Highlights from the USC report on entertainment diversity
Feb. 22, 2016
A study to be released Monday by the Media, Diversity and Social Change Initiative at the University of Southern California's Annenberg School for Communication and Journalism is one of the most exhaustive and damning reports on diversity in the film and television industries.
Researchers examined films released in 2014 by the major film studios, as well as prime-time first-run scripted series that aired from Sept. 1, 2014, to Aug. 31, 2015, from major broadcast, cable and streaming networks. Altogether, the study examined 109 films and 305 series. Research covered speaking characters, writers, directors, show runners and media company executives.
Some of its key findings:
IN FRONT OF THE CAMERA
— Female characters fill 28.7 percent of all speaking roles in film.
— 28.3 percent of speaking characters in film and scripted series were minorities, 9.6 percent less than their proportion in the U.S. population.

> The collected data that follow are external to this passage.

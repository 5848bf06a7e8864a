use kairos_core::{SessionLedger, Student};

use crate::error::MechanismResult;

/// Port for session allocation policies
///
/// Different implementations divide a session's budget differently:
/// - First come, first served (no price)
/// - Posted price with free rationing of the leftovers
/// - Pay per minute
/// - Greedy by utility density (efficiency benchmark)
pub trait AllocationPolicy: Send {
    /// Allocate one session
    ///
    /// `order` is the processing order as indices into `students`. Every
    /// student must go through the ledger exactly once (charged, granted or
    /// shut out) before this returns.
    fn run_session(
        &mut self,
        ledger: &mut SessionLedger,
        students: &mut [Student],
        order: &[usize],
    ) -> MechanismResult<()>;

    /// Whether the processing order is reshuffled after each session
    fn reshuffles(&self) -> bool {
        true
    }

    /// Check the policy can serve `num_sessions` sessions
    fn validate(&self, _num_sessions: usize) -> MechanismResult<()> {
        Ok(())
    }

    /// Get the name of the policy
    fn name(&self) -> &str;
}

— 2 percent of speaking characters were identified as LGBT.
— In scripted series, less than 40 percent of all speaking characters were girls and women.
— 18 percent of all films and series were gender balanced; 8 percent of films were gender balanced.
— Among characters 40 years of age older, 74.3 percent were men and 25.7 percent were women.
BEHIND THE CAMERA
— Only 3.4 percent of film directors were female out of 4,284 directors in film and scripted series.
— 87 percent of directors were white.
— Among 6,421 writers, 71.1 percent were male and 28.9 percent were female.
— 77.4 percent of show creators in television and digital series were male; 28.9 percent were female.
— Films and series with a female director had 5.4 percent more girls or women on screen than those directed by men.
— Roughly 20 percent of corporate boards, chief executives and executive management teams were women.
MEDIA COMPANY PERFORMANCE
— In an 'inclusivity index' test of 10 major media company's performance of on-screen portrayals and gender equality behind the camera, no film distributor earned a final grade above 30 percent inclusivity. Fox scored 5 percent; NBC Universal scored 10 percent; Sony scored 20 percent; the Walt Disney Co. scored 5 percent; Time Warner scored 0 percent; and Viacom scored 20 percent.
— The Walt Disney Co. and the CW Network scored best in television, each with a score of 70 percent inclusivity. Time Warner scored 15 percent; Fox and CBS scored 20 percent; NBC Universal and Netflix scored 25 percent; Viacom scored 50 percent; and Amazon and Hulu scored 65 percent.